··· Supplied entries

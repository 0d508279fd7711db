//! Matcher normalization.
//!
//! Legacy `@kinds`, `@matchlabels`, `@matchExpression`, `@namespaces` and
//! `@excludedNamespaces` tags and the METADATA `custom.matchers` object both
//! reduce to [`DeclaredMatchers`]. [`merge`] then resolves each category
//! independently into the canonical [`Matchers`], preferring METADATA.

use serde_json::Value;
use tracing::debug;

use kanon_core::{
    Advisory, AdvisoryKind, KindMatchers, MatchExpressionMatcher, MatchLabelsMatcher, Matchers,
};

use crate::annotations::structured::{
    expect_array, expect_object, expect_str, expect_str_list, expect_str_map, optional, required,
};
use crate::error::AnnotationError;

type Result<T> = std::result::Result<T, AnnotationError>;

/// Legacy tag: kind matchers.
pub const KINDS_TAG: &str = "@kinds";
/// Legacy tag: label equality matchers.
pub const MATCH_LABELS_TAG: &str = "@matchlabels";
/// Legacy tag: one label expression.
pub const MATCH_EXPRESSION_TAG: &str = "@matchExpression";
/// Legacy tag: namespace list.
pub const NAMESPACES_TAG: &str = "@namespaces";
/// Legacy tag: excluded namespace list.
pub const EXCLUDED_NAMESPACES_TAG: &str = "@excludedNamespaces";

/// Raw legacy matcher comment lines, trimmed, grouped by tag.
#[derive(Debug, Clone, Default, PartialEq, Eq)]
pub struct LegacyMatcherTags {
    /// `@kinds` lines.
    pub kinds: Vec<String>,
    /// `@matchlabels` lines.
    pub match_labels: Vec<String>,
    /// `@matchExpression` lines.
    pub match_expressions: Vec<String>,
    /// `@namespaces` lines.
    pub namespaces: Vec<String>,
    /// `@excludedNamespaces` lines.
    pub excluded_namespaces: Vec<String>,
}

impl LegacyMatcherTags {
    /// Returns true if no matcher tag was seen.
    #[must_use]
    pub fn is_empty(&self) -> bool {
        self.kinds.is_empty()
            && self.match_labels.is_empty()
            && self.match_expressions.is_empty()
            && self.namespaces.is_empty()
            && self.excluded_namespaces.is_empty()
    }

    /// Records a trimmed comment if it carries a matcher tag.
    ///
    /// Returns false when the comment is not a matcher tag.
    pub fn push(&mut self, comment: &str) -> bool {
        let slot = if has_tag(comment, KINDS_TAG) {
            &mut self.kinds
        } else if has_tag(comment, MATCH_LABELS_TAG) {
            &mut self.match_labels
        } else if has_tag(comment, MATCH_EXPRESSION_TAG) {
            &mut self.match_expressions
        } else if has_tag(comment, NAMESPACES_TAG) {
            &mut self.namespaces
        } else if has_tag(comment, EXCLUDED_NAMESPACES_TAG) {
            &mut self.excluded_namespaces
        } else {
            return false;
        };
        slot.push(comment.to_string());
        true
    }
}

/// Matchers from one annotation format. `None` means the category was not
/// declared at all.
#[derive(Debug, Clone, Default, PartialEq, Eq)]
pub struct DeclaredMatchers {
    /// Kind matchers.
    pub kinds: Option<KindMatchers>,
    /// Label equality matchers.
    pub match_labels: Option<MatchLabelsMatcher>,
    /// Label expressions.
    pub match_expressions: Option<Vec<MatchExpressionMatcher>>,
    /// Namespaces.
    pub namespaces: Option<Vec<String>>,
    /// Excluded namespaces.
    pub excluded_namespaces: Option<Vec<String>>,
}

/// Returns true if `comment` is `tag` alone or `tag` followed by whitespace.
pub(crate) fn has_tag(comment: &str, tag: &str) -> bool {
    strip_tag(comment, tag).is_some()
}

/// Returns the text after `tag`, if the comment starts with it.
pub(crate) fn strip_tag<'a>(comment: &'a str, tag: &str) -> Option<&'a str> {
    comment
        .strip_prefix(tag)
        .filter(|rest| rest.is_empty() || rest.starts_with(char::is_whitespace))
}

/// Parses a `@kinds` comment into `(apiGroup, kind)` pairs.
///
/// # Errors
///
/// Returns [`AnnotationError::InvalidKind`] for a token that is not exactly
/// `<apiGroup>/<kind>`.
pub fn parse_kinds(comment: &str) -> Result<Vec<(String, String)>> {
    let rest = strip_tag(comment, KINDS_TAG).unwrap_or(comment);

    rest.split_whitespace()
        .map(|token| match token.split('/').collect::<Vec<_>>().as_slice() {
            [group, kind] if !kind.is_empty() => Ok(((*group).to_string(), (*kind).to_string())),
            _ => Err(AnnotationError::InvalidKind {
                token: token.to_string(),
            }),
        })
        .collect()
}

/// Parses a `@matchlabels` comment.
///
/// # Errors
///
/// Returns [`AnnotationError::InvalidMatchLabel`] for a token without exactly
/// one `=`.
pub fn parse_match_labels(comment: &str) -> Result<MatchLabelsMatcher> {
    let rest = strip_tag(comment, MATCH_LABELS_TAG).unwrap_or(comment);

    rest.split_whitespace()
        .map(|token| match token.split_once('=') {
            Some((key, value)) if !value.contains('=') => Ok((key.to_string(), value.to_string())),
            _ => Err(AnnotationError::InvalidMatchLabel {
                token: token.to_string(),
            }),
        })
        .collect()
}

/// Parses a `@matchExpression <key> <operator> [v1,v2,...]` comment.
///
/// # Errors
///
/// Returns [`AnnotationError::InvalidMatchExpression`] unless there are two
/// or three segments.
pub fn parse_match_expression(comment: &str) -> Result<MatchExpressionMatcher> {
    let rest = strip_tag(comment, MATCH_EXPRESSION_TAG).unwrap_or(comment);
    let segments: Vec<&str> = rest.split_whitespace().collect();

    match segments.as_slice() {
        [key, operator] => Ok(MatchExpressionMatcher {
            key: (*key).to_string(),
            operator: (*operator).to_string(),
            values: Vec::new(),
        }),
        [key, operator, values] => Ok(MatchExpressionMatcher {
            key: (*key).to_string(),
            operator: (*operator).to_string(),
            values: values
                .split(',')
                .filter(|v| !v.is_empty())
                .map(str::to_string)
                .collect(),
        }),
        _ => Err(AnnotationError::InvalidMatchExpression {
            segments: segments.len(),
            comment: comment.to_string(),
        }),
    }
}

/// Parses a whitespace-separated list after `tag`.
///
/// # Errors
///
/// Returns [`AnnotationError::EmptyList`] when no value follows the tag.
pub fn parse_string_list(tag: &str, comment: &str) -> Result<Vec<String>> {
    let rest = strip_tag(comment, tag).unwrap_or(comment);
    let values: Vec<String> = rest.split_whitespace().map(str::to_string).collect();

    if values.is_empty() {
        return Err(AnnotationError::EmptyList {
            tag: tag.to_string(),
        });
    }
    Ok(values)
}

/// Normalizes legacy matcher tags.
///
/// Repeated tags accumulate; a category is declared if its tag appears at
/// least once.
///
/// # Errors
///
/// Returns the first malformed tag.
pub fn from_legacy(tags: &LegacyMatcherTags) -> Result<DeclaredMatchers> {
    let kinds = if tags.kinds.is_empty() {
        None
    } else {
        let mut pairs = Vec::new();
        for comment in &tags.kinds {
            pairs.extend(parse_kinds(comment)?);
        }
        Some(KindMatchers::from_pairs(pairs))
    };

    let match_labels = if tags.match_labels.is_empty() {
        None
    } else {
        let mut labels = MatchLabelsMatcher::new();
        for comment in &tags.match_labels {
            labels.extend(parse_match_labels(comment)?);
        }
        Some(labels)
    };

    let match_expressions = if tags.match_expressions.is_empty() {
        None
    } else {
        Some(
            tags.match_expressions
                .iter()
                .map(|c| parse_match_expression(c))
                .collect::<Result<Vec<_>>>()?,
        )
    };

    Ok(DeclaredMatchers {
        kinds,
        match_labels,
        match_expressions,
        namespaces: list_tags(NAMESPACES_TAG, &tags.namespaces)?,
        excluded_namespaces: list_tags(EXCLUDED_NAMESPACES_TAG, &tags.excluded_namespaces)?,
    })
}

fn list_tags(tag: &str, comments: &[String]) -> Result<Option<Vec<String>>> {
    if comments.is_empty() {
        return Ok(None);
    }
    let mut values = Vec::new();
    for comment in comments {
        values.extend(parse_string_list(tag, comment)?);
    }
    Ok(Some(values))
}

/// Normalizes a METADATA `custom.matchers` object.
///
/// Unknown keys are ignored and reported as advisories.
///
/// # Errors
///
/// Returns an error for a key of the wrong type or a missing required key.
pub fn from_structured(value: &Value) -> Result<(DeclaredMatchers, Vec<Advisory>)> {
    let map = expect_object("matchers", value)?;
    let mut declared = DeclaredMatchers::default();
    let mut advisories = Vec::new();

    for (key, value) in map {
        match key.as_str() {
            "kinds" => declared.kinds = Some(structured_kinds(value)?),
            "labelSelector" => {
                let selector = expect_object("matchers.labelSelector", value)?;
                for (key, value) in selector {
                    match key.as_str() {
                        "matchLabels" => {
                            declared.match_labels = Some(expect_str_map(
                                "matchers.labelSelector.matchLabels",
                                value,
                            )?);
                        }
                        "matchExpressions" => {
                            declared.match_expressions = Some(structured_expressions(value)?);
                        }
                        other => advisories.push(unsupported(&format!("labelSelector.{other}"))),
                    }
                }
            }
            "namespaces" => {
                declared.namespaces = Some(expect_str_list("matchers.namespaces", value)?);
            }
            "excludedNamespaces" => {
                declared.excluded_namespaces =
                    Some(expect_str_list("matchers.excludedNamespaces", value)?);
            }
            other => advisories.push(unsupported(other)),
        }
    }

    Ok((declared, advisories))
}

fn unsupported(key: &str) -> Advisory {
    Advisory::new(
        AdvisoryKind::UnsupportedKey,
        format!("Ignoring unsupported matcher `{key}` in OPA Metadata."),
    )
}

fn structured_kinds(value: &Value) -> Result<KindMatchers> {
    let mut pairs = Vec::new();

    for (i, entry) in expect_array("matchers.kinds", value)?.iter().enumerate() {
        let prefix = format!("matchers.kinds[{i}]");
        let entry = expect_object(&prefix, entry)?;
        let groups = required(entry, "apiGroups", &format!("{prefix}.apiGroups"), expect_str_list)?;
        let kinds = required(entry, "kinds", &format!("{prefix}.kinds"), expect_str_list)?;

        for group in &groups {
            for kind in &kinds {
                pairs.push((group.clone(), kind.clone()));
            }
        }
    }

    Ok(KindMatchers::from_pairs(pairs))
}

fn structured_expressions(value: &Value) -> Result<Vec<MatchExpressionMatcher>> {
    expect_array("matchers.labelSelector.matchExpressions", value)?
        .iter()
        .enumerate()
        .map(|(i, entry)| {
            let prefix = format!("matchers.labelSelector.matchExpressions[{i}]");
            let entry = expect_object(&prefix, entry)?;
            Ok(MatchExpressionMatcher {
                key: required(entry, "key", &format!("{prefix}.key"), expect_str)?,
                operator: required(entry, "operator", &format!("{prefix}.operator"), expect_str)?,
                values: optional(entry, "values", &format!("{prefix}.values"), expect_str_list)?
                    .unwrap_or_default(),
            })
        })
        .collect()
}

/// Resolves each matcher category, preferring METADATA over legacy tags.
///
/// A category declared both ways yields a precedence advisory; one declared
/// only through legacy tags yields a migration advisory.
#[must_use]
pub fn merge(
    legacy: DeclaredMatchers,
    structured: Option<DeclaredMatchers>,
) -> (Matchers, Vec<Advisory>) {
    let structured = structured.unwrap_or_default();
    let mut advisories = Vec::new();

    let matchers = Matchers {
        kind_matchers: pick("Kind", legacy.kinds, structured.kinds, &mut advisories),
        match_labels: pick(
            "Match labels",
            legacy.match_labels,
            structured.match_labels,
            &mut advisories,
        ),
        match_expressions: pick(
            "Match expressions",
            legacy.match_expressions,
            structured.match_expressions,
            &mut advisories,
        ),
        namespaces: pick(
            "Namespace",
            legacy.namespaces,
            structured.namespaces,
            &mut advisories,
        ),
        excluded_namespaces: pick(
            "Excluded namespace",
            legacy.excluded_namespaces,
            structured.excluded_namespaces,
            &mut advisories,
        ),
    };

    debug!(advisories = advisories.len(), "Merged matchers");
    (matchers, advisories)
}

fn pick<T: Default>(
    category: &str,
    legacy: Option<T>,
    structured: Option<T>,
    advisories: &mut Vec<Advisory>,
) -> T {
    match (legacy, structured) {
        (Some(_), Some(structured)) => {
            advisories.push(Advisory::new(
                AdvisoryKind::PrecedenceConflict,
                format!(
                    "{category} matchers set with legacy annotations are overridden by OPA Metadata."
                ),
            ));
            structured
        }
        (None, Some(structured)) => structured,
        (Some(legacy), None) => {
            advisories.push(legacy_advisory(&format!("{category} matchers")));
            legacy
        }
        (None, None) => T::default(),
    }
}

/// Builds the deprecation advisory for a legacy annotation.
pub(crate) fn legacy_advisory(what: &str) -> Advisory {
    Advisory::new(
        AdvisoryKind::LegacyAnnotation,
        format!(
            "{what} are set with legacy annotations, this functionality will be removed in a future release. Please migrate to OPA Metadata annotations."
        ),
    )
}
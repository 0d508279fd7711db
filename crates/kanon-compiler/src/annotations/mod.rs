//! Header annotation extraction.
//!
//! A policy header is either a METADATA block (possibly next to leftover
//! legacy tags) or legacy tags alone. [`HeaderAnnotations`] records which one
//! was found, and [`HeaderAnnotations::resolve`] turns either into the same
//! [`Annotations`] value so later stages never look at the format again.

pub mod legacy;
pub mod structured;

use std::collections::BTreeMap;

use kanon_core::policy::DEFAULT_ENFORCEMENT;
use kanon_core::{Advisory, AdvisoryKind, Matchers, Parameter};

use crate::error::AnnotationError;
use crate::matchers::{self, legacy_advisory};
use crate::parameters;
use crate::parser::Comment;

pub use legacy::LegacyAnnotations;
pub use structured::StructuredAnnotations;

/// Header metadata as declared, before normalization.
#[derive(Debug, Clone, PartialEq)]
pub enum HeaderAnnotations {
    /// The header has a METADATA block. Legacy tags outside it only
    /// contribute matcher categories and parameters the block leaves out.
    Structured {
        /// The METADATA block.
        metadata: StructuredAnnotations,
        /// Tags found outside the block.
        legacy: LegacyAnnotations,
    },
    /// The header only has legacy tags and free text.
    Legacy(LegacyAnnotations),
}

/// Normalized header metadata.
#[derive(Debug, Clone, Default, PartialEq)]
pub struct Annotations {
    /// Title, empty if none.
    pub title: String,
    /// Description, empty if none.
    pub description: String,
    /// Enforcement action, `deny` unless declared.
    pub enforcement: String,
    /// Skip Constraint generation.
    pub skip_constraint: bool,
    /// Skip ConstraintTemplate generation.
    pub skip_template: bool,
    /// Canonical matchers.
    pub matchers: Matchers,
    /// Declared parameters.
    pub parameters: Vec<Parameter>,
    /// Constraint annotations.
    pub annotations: BTreeMap<String, String>,
    /// Constraint labels.
    pub labels: BTreeMap<String, String>,
    /// Whether a METADATA block was found.
    pub has_metadata: bool,
    /// Non-fatal findings.
    pub advisories: Vec<Advisory>,
}

impl HeaderAnnotations {
    /// Reads header comments, looking for a METADATA block first.
    ///
    /// # Errors
    ///
    /// Returns an error for malformed YAML, a mistyped METADATA key or a
    /// malformed `@parameter` line.
    pub fn extract(header: &[Comment]) -> Result<Self, AnnotationError> {
        let (block, rest) = structured::split_metadata_block(header);
        let legacy = LegacyAnnotations::parse(&rest)?;

        Ok(match block {
            Some(block) => Self::Structured {
                metadata: StructuredAnnotations::parse(&block)?,
                legacy,
            },
            None => Self::Legacy(legacy),
        })
    }

    /// Returns true if a METADATA block was found.
    #[must_use]
    pub const fn has_metadata(&self) -> bool {
        matches!(self, Self::Structured { .. })
    }

    /// Normalizes matchers and parameters and applies defaults.
    ///
    /// # Errors
    ///
    /// Returns an error for malformed matcher tags or METADATA matcher and
    /// parameter values.
    pub fn resolve(self) -> Result<Annotations, AnnotationError> {
        match self {
            Self::Structured { metadata, legacy } => resolve_structured(metadata, &legacy),
            Self::Legacy(legacy) => resolve_legacy(legacy),
        }
    }
}

fn resolve_structured(
    metadata: StructuredAnnotations,
    legacy: &LegacyAnnotations,
) -> Result<Annotations, AnnotationError> {
    let mut advisories = Vec::new();

    if legacy.title.is_some() || legacy.enforcement.is_some() || legacy.skip_constraint {
        advisories.push(Advisory::new(
            AdvisoryKind::PrecedenceConflict,
            "Legacy @title, @enforcement and @skip-constraint annotations are ignored when OPA Metadata is present.",
        ));
    }

    let structured_matchers = match &metadata.matchers {
        Some(value) => {
            let (declared, unsupported) = matchers::from_structured(value)?;
            advisories.extend(unsupported);
            Some(declared)
        }
        None => None,
    };
    let (matchers, merge_advisories) =
        matchers::merge(matchers::from_legacy(&legacy.matcher_tags)?, structured_matchers);
    advisories.extend(merge_advisories);

    let parameters = match &metadata.parameters {
        Some(value) => {
            if !legacy.parameters.is_empty() {
                advisories.push(Advisory::new(
                    AdvisoryKind::PrecedenceConflict,
                    "Parameters set with legacy annotations are overridden by OPA Metadata.",
                ));
            }
            parameters::from_structured(value)?
        }
        None => legacy_parameters(legacy.parameters.clone(), &mut advisories),
    };

    Ok(Annotations {
        title: metadata.title.unwrap_or_default(),
        description: metadata.description.unwrap_or_default(),
        enforcement: metadata
            .enforcement
            .unwrap_or_else(|| DEFAULT_ENFORCEMENT.to_string()),
        skip_constraint: metadata.skip_constraint,
        skip_template: metadata.skip_template,
        matchers,
        parameters,
        annotations: metadata.annotations,
        labels: metadata.labels,
        has_metadata: true,
        advisories,
    })
}

fn resolve_legacy(legacy: LegacyAnnotations) -> Result<Annotations, AnnotationError> {
    let (matchers, mut advisories) = matchers::merge(matchers::from_legacy(&legacy.matcher_tags)?, None);
    let parameters = legacy_parameters(legacy.parameters, &mut advisories);

    Ok(Annotations {
        title: legacy.title.unwrap_or_default(),
        description: legacy.description,
        enforcement: legacy
            .enforcement
            .unwrap_or_else(|| DEFAULT_ENFORCEMENT.to_string()),
        skip_constraint: legacy.skip_constraint,
        skip_template: false,
        matchers,
        parameters,
        annotations: BTreeMap::new(),
        labels: BTreeMap::new(),
        has_metadata: false,
        advisories,
    })
}

fn legacy_parameters(parameters: Vec<Parameter>, advisories: &mut Vec<Advisory>) -> Vec<Parameter> {
    if !parameters.is_empty() {
        advisories.push(legacy_advisory("Parameters"));
    }
    parameters
}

······

Exercise details — Read through the records above and copy the lines that contain "only".

Completed exercise —
/// only through legacy tags yields a migration advisory.
    /// The header has a METADATA block. Legacy tags outside it only
    /// The header only has legacy tags and free text.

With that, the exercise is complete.